The goal of Arena is simple: five teams, each on their own galleon, fight each other to rack up as many points as possible, landing long bombs with their cannons and working together as part of a four-player crew. The frenetic action of the Arena is in stark contrast to the game’s Adventure mode, where my crew takes long breaks to eat handfuls of grubs, salvage rowboats, and solve puzzles. The Arena is much closer to a battle royale match: accumulate booty and win at all costs.

Players win by collecting silver, an Arena-specific currency point. Killing people grants a pittance of points (5), but buys you valuable time as a downed player respawns. Landing a cannonball gives you a smaller amount of points (25) that can add up quickly. Finding and digging up a chest gives you a bunch of points (100), and most importantly, selling the chest at a drop off center gives you a 1,000 point bonus. If your ship is sunk, you lose 1,000 points. You can’t go into the negative, but giving up a cool thousand is still a powerful deterrent.

Rare / Microsoft Studios

The good news is that the core gameplay loops here is fun. It’s immensely satisfying to have a friend on helm steer through a storm while I leap off with a chest, dodging blunderbuss shots from a foe in order to turn the chest in and gain a narrow lead. It feels fantastic to roar “PORT GUNS, NOW!” and have all three cannons fire while our point tracker ticks upward in rapid succession with each blow that lands. At one point, three galleons ended up entangled with each other, our masts broken and bowed and our hulls filling with water, and we just went feral and sword-fought with each other while yelling pirate-related trash talk over voice chat.

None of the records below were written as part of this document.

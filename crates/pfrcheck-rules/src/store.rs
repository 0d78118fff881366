//! Loading rule files into an ordered, validated rule set.

use crate::compile::CompiledRule;
use crate::error::MalformedRuleError;
use pfrcheck_types::{Rule, RuleId, ids};
use serde_yaml::{Mapping, Value};
use std::collections::HashMap;

/// One rule file's text and the name it is reported under.
#[derive(Clone, Copy, Debug)]
pub struct RuleSource<'a> {
    pub origin: &'a str,
    pub text: &'a str,
}

impl<'a> RuleSource<'a> {
    pub fn new(origin: &'a str, text: &'a str) -> Self {
        Self { origin, text }
    }
}

/// Rules in declaration order, with the origin of each record.
#[derive(Clone, Debug, Default, PartialEq, Eq)]
pub struct RuleSet {
    rules: Vec<Rule>,
    origins: Vec<String>,
}

/// Load a single rule file.
pub fn load(source: RuleSource<'_>) -> Result<RuleSet, MalformedRuleError> {
    load_many(&[source])
}

/// Load several rule files in order, as one rule set.
///
/// Ids must be unique across all sources. The first malformed record aborts the load.
pub fn load_many(sources: &[RuleSource<'_>]) -> Result<RuleSet, MalformedRuleError> {
    let mut set = RuleSet::default();
    let mut seen: HashMap<String, usize> = HashMap::new();

    for source in sources {
        let records = parse_records(source)?;
        for (index, rule) in records.into_iter().enumerate() {
            if let Some(&first) = seen.get(rule.id.as_str()) {
                return Err(MalformedRuleError::DuplicateId {
                    origin: source.origin.to_string(),
                    index,
                    id: rule.id.to_string(),
                    first_origin: set.origins[first].clone(),
                });
            }
            seen.insert(rule.id.to_string(), set.rules.len());
            set.rules.push(rule);
            set.origins.push(source.origin.to_string());
        }
        tracing::debug!(origin = source.origin, total = set.rules.len(), "loaded rule file");
    }

    Ok(set)
}

fn parse_records(source: &RuleSource<'_>) -> Result<Vec<Rule>, MalformedRuleError> {
    let origin = source.origin;
    let doc: Value = serde_yaml::from_str(source.text).map_err(|e| MalformedRuleError::Yaml {
        origin: origin.to_string(),
        message: e.to_string(),
    })?;

    let records = match doc {
        // An empty file (or one with only comments) is an empty rule set.
        Value::Null => return Ok(Vec::new()),
        Value::Sequence(seq) => seq,
        _ => {
            return Err(MalformedRuleError::NotASequence {
                origin: origin.to_string(),
            });
        }
    };

    records
        .iter()
        .enumerate()
        .map(|(index, record)| match record {
            Value::Mapping(map) => parse_record(origin, index, map),
            _ => Err(MalformedRuleError::NotAMapping {
                origin: origin.to_string(),
                index,
            }),
        })
        .collect()
}

fn parse_record(origin: &str, index: usize, map: &Mapping) -> Result<Rule, MalformedRuleError> {
    for key in map.keys() {
        let known = key.as_str().is_some_and(|k| ids::RULE_KEYS.contains(&k));
        if !known {
            return Err(MalformedRuleError::UnknownKey {
                origin: origin.to_string(),
                index,
                key: describe_key(key),
            });
        }
    }

    let field = |key: &'static str| -> Result<String, MalformedRuleError> {
        match map.get(key) {
            None => Err(MalformedRuleError::MissingKey {
                origin: origin.to_string(),
                index,
                key,
            }),
            Some(Value::String(s)) => Ok(s.clone()),
            Some(_) => Err(MalformedRuleError::NotAString {
                origin: origin.to_string(),
                index,
                key: key.to_string(),
            }),
        }
    };

    let id_text = field(ids::KEY_REQ_ID)?;
    let description = field(ids::KEY_DESC)?;
    let message = field(ids::KEY_MSG)?;
    let condition = field(ids::KEY_COND)?;

    let id = RuleId::parse(&id_text).map_err(|reason| MalformedRuleError::InvalidId {
        origin: origin.to_string(),
        index,
        reason,
    })?;

    Ok(Rule {
        id,
        description,
        message,
        condition,
    })
}

fn describe_key(key: &Value) -> String {
    match key {
        Value::String(s) => s.clone(),
        other => serde_yaml::to_string(other)
            .map(|s| s.trim_end().to_string())
            .unwrap_or_else(|_| "<non-string key>".to_string()),
    }
}

impl RuleSet {
    pub fn rules(&self) -> &[Rule] {
        &self.rules
    }

    pub fn len(&self) -> usize {
        self.rules.len()
    }

    pub fn is_empty(&self) -> bool {
        self.rules.is_empty()
    }

    pub fn iter(&self) -> impl Iterator<Item = &Rule> {
        self.rules.iter()
    }

    pub fn get(&self, id: &str) -> Option<&Rule> {
        self.rules.iter().find(|r| r.id.as_str() == id)
    }

    /// Origin of the rule at `index` (declaration order).
    pub fn origin_of(&self, index: usize) -> Option<&str> {
        self.origins.get(index).map(String::as_str)
    }

    /// Rules ordered by numeric id instead of declaration order.
    pub fn sorted_by_id(&self) -> Vec<&Rule> {
        let mut sorted: Vec<&Rule> = self.rules.iter().collect();
        sorted.sort_by(|a, b| a.id.cmp(&b.id));
        sorted
    }

    /// Compile every condition once. Syntax errors stay attached to their rule.
    pub fn compile(&self) -> Vec<CompiledRule> {
        self.rules.iter().cloned().map(CompiledRule::compile).collect()
    }

    /// Serialize back to the rule file format.
    pub fn to_yaml(&self) -> Result<String, serde_yaml::Error> {
        crate::to_yaml(&self.rules)
    }

    pub fn into_rules(self) -> Vec<Rule> {
        self.rules
    }
}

The problem with the Arena is that queueing up with a full group of friends is fun and fulfilling, but going it alone can be absolutely dire. Sometimes I’ve met friendly and helpful crews, but more often I feel like I’m back in university, and I’m assigned to a group project full of people who are too busy texting to help with the PowerPoint.

Stop playing a shanty! We don’t need music! Quit ringing the bell!

Many of the problems I’ve experienced with Arena seem like things that can easily be fixed, and more importantly, have been seen in titles like Call of Duty or PlayerUnknown’s Battlegrounds. Blaring mics that play discordant music in the pre-game lobby, people who go AFK or drop out of the game willy nilly, and that one pirate who keeps joining the game and fishing while we all get slaughtered by the enemy team are all bumps in the road. They’re not enough to ruin the ride, but they do need to be smoothed out.

Rare/Microsoft Studios

The new game mode feels more like the core of something bigger, a prototype that’s ripe for addition and experimentation, than a game on its own. And that’s fine; it still stands in contrast to the far more developed Adventure mode. Right now, it’s pleasant to have a Sea of Thieves experience that only lasts a half hour, especially since our crew has young kids and personal obligations to deal with in real life. It also means that when our crew loads into Adventure mode we are set for longer journeys; we don’t squeeze big voyages into short gameplay sessions anymore.

I’m excited to see where the Arena is heading. Overall, Rare stuck the landing with PvP, and I’m glad it’s in the game … but I can also see all the little rough edges that need sanding down, and all the potential additions that would make the mode better. Digging up chests, for instance, can get frustrating due to the way the player-held maps scale. If alternate Arena modes offered the ability to, say, snatch up fleeing pigs or acquire skulls via judicious use of explosives, that would alleviate the frustration and stop a feeling of repetition. And I trust Sea of Thieves to make these changes and additions, based off the last year of expansion and updates to the current Adventure mode. For now, I’ll only brave the Arena with a crew at my back, but I’ll keep an eye on it from afar to see how it develops.